Watch Tuesday, December 21, 2016 at 10pm on WMHT-TV
Of the Seven Wonders of the Ancient World, the Hanging Garden of Babylon is the most elusive of these constructions of classical antiquity. While traces have been found of the Great Pyramid of Gaza, the Temple of Artemis at Ephesus, the Statue of Zeus at Olympia, the Mausoleum of Halicarnassus, the Colossus of Rhodes and the Lighthouse of Alexandria, centuries of digging have turned up nothing about the lost gardens of Babylon – until now.
Why, in the nearly 3,000 years since the gardens were presumably built, has no archeological evidence ever been found to support their existence? Is the Hanging Garden of Babylon a myth or a mystery to be solved?
Secret of the Dead:The Lost Gardens of Babylon travels with Dr. Stephanie Dalley of Oxford University’s Oriental Institute and author of The Mystery of the Hanging Garden of Babylon, to one of the most dangerous places on earth, as she sets out to answer these questions and prove not only that the gardens did exist, but also identify where they most likely were located, describe what they looked like and explain how they were constructed.
According to Paul Collins of the Ashmolean Museum of Art, and featured in The Lost Gardens of Babylon, “All sources say that the Hanging Gardens of Babylon were there at Babylon and so it’s been assumed that’s where they must have been.”
What if, for all of these centuries, archeologists have been searching for the gardens in the wrong place? What if King Nebuchadnezzar of Babylon, believed to have built the gardens, is the wrong king?
Dr. Dalley, an expert on the ancient cuneiform texts, is one of a handful of people who can read this language which dates back to the Babylonian era. Her translation of the cuneiform on a prism at the British Museum, leads her to an intriguing theory about the location, builder, and look of the Hanging Garden.
What did the prism reveal that caused Dr. Dalley “to reassess everything we thought we knew about the hanging garden of Babylon”? If the gardens were not built in Babylon by Nebuchadnezzar, then where were they built and by whom?
Nearly 50 years ago, Dr. Dalley visited a site in Iraq where she saw the beginnings of a canal system. In the documentary, she goes back to this site and later meets with a colleague in Iraq, Jason Ur, an anthropological archaeologist from Harvard, who uses an American spy satellite program – declassified since the mid-1990s – to study landscapes. The ancient landscape under study is an area, nowhere near Babylon, ruled by a king who lived 100 years before Nebuchadnezzar.

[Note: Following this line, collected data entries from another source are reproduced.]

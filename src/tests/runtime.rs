use std::{future::Future, time::Duration};

pub(super) fn block_on<F, T>(f: F) -> T
where
    F: Future<Output = T>,
{
    tokio::runtime::Runtime::new().unwrap().block_on(f)
}

pub(super) async fn async_sleep(d: Duration) {
    tokio::time::sleep(d).await;
}
//! Redis counter backend.
//!
//! [`RedisAtomicCounter`] runs each counter operation as one Lua script, so
//! every process talking to the same Redis shares the same counters.
//!
//! # Data model
//!
//! One string key per counter, `<key_prefix><caller_key>`, holding the failure
//! count as an integer. The key's TTL is the window: it is installed by the
//! first failure and never extended by later ones.
//!
//! # Examples
//!
//! ```ignore
//! use failgate::{FailgateRedisClient, FailureLimiter, FailureLimiterOptions};
//!
//! let client = redis::Client::open("redis://127.0.0.1:6379/")?;
//! let client = FailgateRedisClient::from_client(client, 4).await?;
//!
//! let limiter = FailureLimiter::redis(client, FailureLimiterOptions::default());
//! let verdict = limiter.check("user_123", false).await?;
//! ```

mod common;
pub use common::*;

mod redis_atomic_counter;
pub use redis_atomic_counter::*;
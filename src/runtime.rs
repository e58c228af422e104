//! Async runtime glue for the Redis backend and the local cleanup loop.
//!
//! Tokio wins when both runtime features are enabled.

#[cfg(feature = "redis-tokio")]
pub(crate) use with_tokio::*;

#[cfg(all(feature = "redis-smol", not(feature = "redis-tokio")))]
pub(crate) use with_smol::*;

#[cfg(feature = "redis-tokio")]
mod with_tokio {
    use std::{future::Future, time::Duration};

    use crate::FailgateError;

    /// Ticker driving `LocalAtomicCounter::run_cleanup_loop`.
    pub(crate) type Interval = tokio::time::Interval;

    pub(crate) fn new_interval(every: Duration) -> Interval {
        tokio::time::interval(every)
    }

    pub(crate) async fn tick(interval: &mut Interval) {
        interval.tick().await;
    }

    /// Detach a background task onto the ambient runtime.
    pub(crate) fn spawn_task<F>(task: F)
    where
        F: Future<Output = ()> + Send + 'static,
    {
        tokio::spawn(task);
    }

    /// Bound a store round trip by `limit`.
    pub(crate) async fn timeout<F: Future>(
        limit: Duration,
        call: F,
    ) -> Result<F::Output, FailgateError> {
        tokio::time::timeout(limit, call)
            .await
            .map_err(|_| FailgateError::Timeout(limit))
    }
}

#[cfg(all(feature = "redis-smol", not(feature = "redis-tokio")))]
mod with_smol {
    use std::{future::Future, time::Duration};

    use futures::StreamExt;

    use crate::FailgateError;

    /// Ticker driving `LocalAtomicCounter::run_cleanup_loop`.
    pub(crate) type Interval = smol::Timer;

    pub(crate) fn new_interval(every: Duration) -> Interval {
        smol::Timer::interval(every)
    }

    pub(crate) async fn tick(interval: &mut Interval) {
        interval.next().await;
    }

    /// Detach a background task onto smol's global executor.
    pub(crate) fn spawn_task<F>(task: F)
    where
        F: Future<Output = ()> + Send + 'static,
    {
        smol::spawn(task).detach();
    }

    /// Bound a store round trip by `limit`.
    pub(crate) async fn timeout<F: Future>(
        limit: Duration,
        call: F,
    ) -> Result<F::Output, FailgateError> {
        smol::future::or(async { Ok(call.await) }, async {
            smol::Timer::after(limit).await;
            Err(FailgateError::Timeout(limit))
        })
        .await
    }
}
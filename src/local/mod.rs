//! In-process counter backend.
//!
//! [`LocalAtomicCounter`] keeps failure counters inside the current process
//! using a [`DashMap`](dashmap::DashMap). It follows the same protocol as the
//! Redis scripts, so a [`FailureLimiter`](crate::FailureLimiter) behaves the
//! same on either backend.
//!
//! # When to Use
//!
//! ✅ **Use the local counter when:**
//! - Single-process application
//! - Tests and development without a Redis server
//!
//! ❌ **Don't use it when:**
//! - Multiple application instances must share the same counters
//! - Counters must survive process restarts
//!
//! # Examples
//!
//! ```no_run
//! use failgate::{FailureLimiter, FailureLimiterOptions, Verdict};
//!
//! # async fn run() -> Result<(), failgate::FailgateError> {
//! let limiter = FailureLimiter::local(FailureLimiterOptions::default());
//!
//! if limiter.check("user_123", false).await? == Verdict::OverQuota {
//!     // lock the account
//! }
//! # Ok(())
//! # }
//! ```

mod local_atomic_counter;
pub use local_atomic_counter::*;
//! Interventions: what the daemon actually said, at which depth.

use super::{Intent, InterventionLevel};
use chrono::{DateTime, Utc};
use serde::{Deserialize, Serialize};
use uuid::Uuid;

/// Shape of the delivered assistance, derived from the final level.
#[derive(Debug, Clone, Copy, PartialEq, Eq, Serialize, Deserialize)]
#[serde(rename_all = "snake_case")]
pub enum InterventionType {
    Question,
    Hint,
    Nudge,
    Critique,
    Explain,
    Snippet,
}

impl InterventionType {
    pub fn label(self) -> &'static str {
        match self {
            Self::Question => "question",
            Self::Hint => "hint",
            Self::Nudge => "nudge",
            Self::Critique => "critique",
            Self::Explain => "explain",
            Self::Snippet => "snippet",
        }
    }
}

/// A file region an intervention points at.
#[derive(Debug, Clone, PartialEq, Eq, Serialize, Deserialize)]
pub struct Target {
    pub file: String,
    pub start_line: u32,
    pub end_line: u32,
}

/// One delivered intervention. Append-only per session.
#[derive(Debug, Clone, Serialize, Deserialize)]
pub struct Intervention {
    pub id: Uuid,
    pub session_id: Uuid,
    pub run_id: Option<Uuid>,
    pub intent: Intent,
    pub level: InterventionLevel,
    #[serde(rename = "type")]
    pub kind: InterventionType,
    pub content: String,
    pub targets: Vec<Target>,
    pub created_at: DateTime<Utc>,
}

impl Intervention {
    pub fn new(
        session_id: Uuid,
        run_id: Option<Uuid>,
        intent: Intent,
        level: InterventionLevel,
        kind: InterventionType,
        content: String,
        created_at: DateTime<Utc>,
    ) -> Self {
        Self {
            id: Uuid::new_v4(),
            session_id,
            run_id,
            intent,
            level,
            kind,
            content,
            targets: Vec::new(),
            created_at,
        }
    }
}

#[cfg(test)]
mod tests {
    use super::*;

    #[test]
    fn kind_serializes_under_type_key() {
        let iv = Intervention::new(
            Uuid::new_v4(),
            None,
            Intent::Hint,
            InterventionLevel::CategoryHint,
            InterventionType::Hint,
            "look at the loop bounds".into(),
            Utc::now(),
        );
        let json = serde_json::to_value(&iv).unwrap();
        assert_eq!(json["type"], "hint");
        assert_eq!(json["level"], "category_hint");
    }
}
//! Core domain model for the pairing daemon.
//!
//! Everything here is plain data plus the invariants that guard it. The
//! aggregate root is [`Session`]; runs and interventions are owned by their
//! session and append-only. No I/O lives in this module.

pub mod exercise;
pub mod intervention;
pub mod profile;
pub mod run;
pub mod session;

pub use exercise::{AcceptanceCriterion, Difficulty, Exercise, ProductSpec};
pub use intervention::{Intervention, InterventionType, Target};
pub use profile::{LearningProfile, TopicSkill};
pub use run::{
    Diagnostic, DiagnosticSeverity, Language, Recipe, RiskCategory, RiskNotice, RiskSeverity, Run,
    RunOutput, RunStatus, TestResult,
};
pub use session::{LearningPolicy, Session, SessionError, SessionMode, SessionStatus};

use serde::{Deserialize, Serialize};

// ── Request intent ───────────────────────────────────────────────

/// What the learner is asking for in a single pairing request.
#[derive(Debug, Clone, Copy, PartialEq, Eq, Hash, Serialize, Deserialize)]
#[serde(rename_all = "snake_case")]
pub enum Intent {
    /// A small push in the right direction.
    Hint,
    /// Critique of the current code.
    Review,
    /// The learner is blocked and needs unsticking.
    Stuck,
    /// What to work on next.
    Next,
    /// Explain a concept or an error.
    Explain,
    /// Explicit request to exceed the policy cap (requires justification).
    Escalate,
}

impl Intent {
    pub fn label(self) -> &'static str {
        match self {
            Self::Hint => "hint",
            Self::Review => "review",
            Self::Stuck => "stuck",
            Self::Next => "next",
            Self::Explain => "explain",
            Self::Escalate => "escalate",
        }
    }

    /// Parse a URL path segment (`/v1/sessions/{id}/{intent}`).
    pub fn from_path_segment(s: &str) -> Option<Self> {
        match s {
            "hint" => Some(Self::Hint),
            "review" => Some(Self::Review),
            "stuck" => Some(Self::Stuck),
            "next" => Some(Self::Next),
            "explain" => Some(Self::Explain),
            "escalate" => Some(Self::Escalate),
            _ => None,
        }
    }
}

impl std::fmt::Display for Intent {
    fn fmt(&self, f: &mut std::fmt::Formatter<'_>) -> std::fmt::Result {
        f.write_str(self.label())
    }
}

// ── Intervention level ───────────────────────────────────────────

/// Ordinal depth of AI assistance. Higher is more directive.
///
/// L4 and L5 are gated: they are only reachable through an explicit
/// escalation request carrying a written justification.
#[derive(
    Debug, Clone, Copy, PartialEq, Eq, PartialOrd, Ord, Hash, Serialize, Deserialize,
)]
#[serde(rename_all = "snake_case")]
pub enum InterventionLevel {
    /// L0 — ask a clarifying question, never answer directly.
    Clarify,
    /// L1 — name the category of the problem, no specifics.
    CategoryHint,
    /// L2 — point at the location and the concept involved.
    LocationConcept,
    /// L3 — a constrained snippet: outline with placeholders.
    ConstrainedSnippet,
    /// L4 — a partial solution (gated).
    PartialSolution,
    /// L5 — a full solution (gated).
    FullSolution,
}

impl InterventionLevel {
    pub const ALL: &'static [InterventionLevel] = &[
        Self::Clarify,
        Self::CategoryHint,
        Self::LocationConcept,
        Self::ConstrainedSnippet,
        Self::PartialSolution,
        Self::FullSolution,
    ];

    /// Numeric rank, 0..=5.
    pub fn rank(self) -> u8 {
        match self {
            Self::Clarify => 0,
            Self::CategoryHint => 1,
            Self::LocationConcept => 2,
            Self::ConstrainedSnippet => 3,
            Self::PartialSolution => 4,
            Self::FullSolution => 5,
        }
    }

    /// Clamping constructor from a numeric rank.
    pub fn from_rank(rank: u8) -> Self {
        match rank {
            0 => Self::Clarify,
            1 => Self::CategoryHint,
            2 => Self::LocationConcept,
            3 => Self::ConstrainedSnippet,
            4 => Self::PartialSolution,
            _ => Self::FullSolution,
        }
    }

    /// One level down, saturating at L0.
    pub fn lowered(self) -> Self {
        Self::from_rank(self.rank().saturating_sub(1))
    }

    /// One level up, saturating at L5.
    pub fn raised(self) -> Self {
        Self::from_rank((self.rank() + 1).min(5))
    }

    /// Gated levels require an explicit, justified escalation.
    pub fn is_gated(self) -> bool {
        self >= Self::PartialSolution
    }

    /// Levels at or above this one are subject to the policy cooldown.
    pub fn is_cooldown_gated(self) -> bool {
        self >= Self::ConstrainedSnippet
    }

    pub fn label(self) -> &'static str {
        match self {
            Self::Clarify => "L0 Clarify",
            Self::CategoryHint => "L1 Category Hint",
            Self::LocationConcept => "L2 Location & Concept",
            Self::ConstrainedSnippet => "L3 Constrained Snippet",
            Self::PartialSolution => "L4 Partial Solution",
            Self::FullSolution => "L5 Full Solution",
        }
    }

    /// One-line description used in prompt headers.
    pub fn description(self) -> &'static str {
        match self {
            Self::Clarify => "ask one clarifying question that moves the learner forward",
            Self::CategoryHint => "name the category of the problem without specifics",
            Self::LocationConcept => "point to where the problem lives and which concept applies",
            Self::ConstrainedSnippet => "sketch an outline with placeholder comments, no working code",
            Self::PartialSolution => "provide a partial solution the learner completes",
            Self::FullSolution => "provide a complete solution with an explanation",
        }
    }
}

impl std::fmt::Display for InterventionLevel {
    fn fmt(&self, f: &mut std::fmt::Formatter<'_>) -> std::fmt::Result {
        write!(f, "L{}", self.rank())
    }
}

/// Minimum length of an escalation justification.
pub const MIN_JUSTIFICATION_LEN: usize = 20;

What the satellite imagery discloses – hidden underneath fields – is a canal system with water ways, in parts the width of the Panama Canal, stretching from the Zagros Mountains that border Iran across the plains of Northern Iraq. Does this canal system prove that the expertise to transport water existed centuries ago? Who is the king capable of constructing such a canal system? Could he have built the elaborately tiered Hanging Gardens?
Also, on the satellite map, Ur sees the Jerwan Aqueduct, one of the earliest known aqueducts in history. When Dr. Dalley visits the site of this aqueduct, what evidence does she find to support her theory? What’s the connection between the aqueduct and the garden relief Dr. Dalley saw at the British Museum?
How does tracing the meaning of a word explain an engineering breakthrough that maintained the flow of water needed to keep the garden thriving? As Dr. Dalley systematically lays out her chain of evidence, the program explores whether she really found the legendary Hanging Garden of Babylon.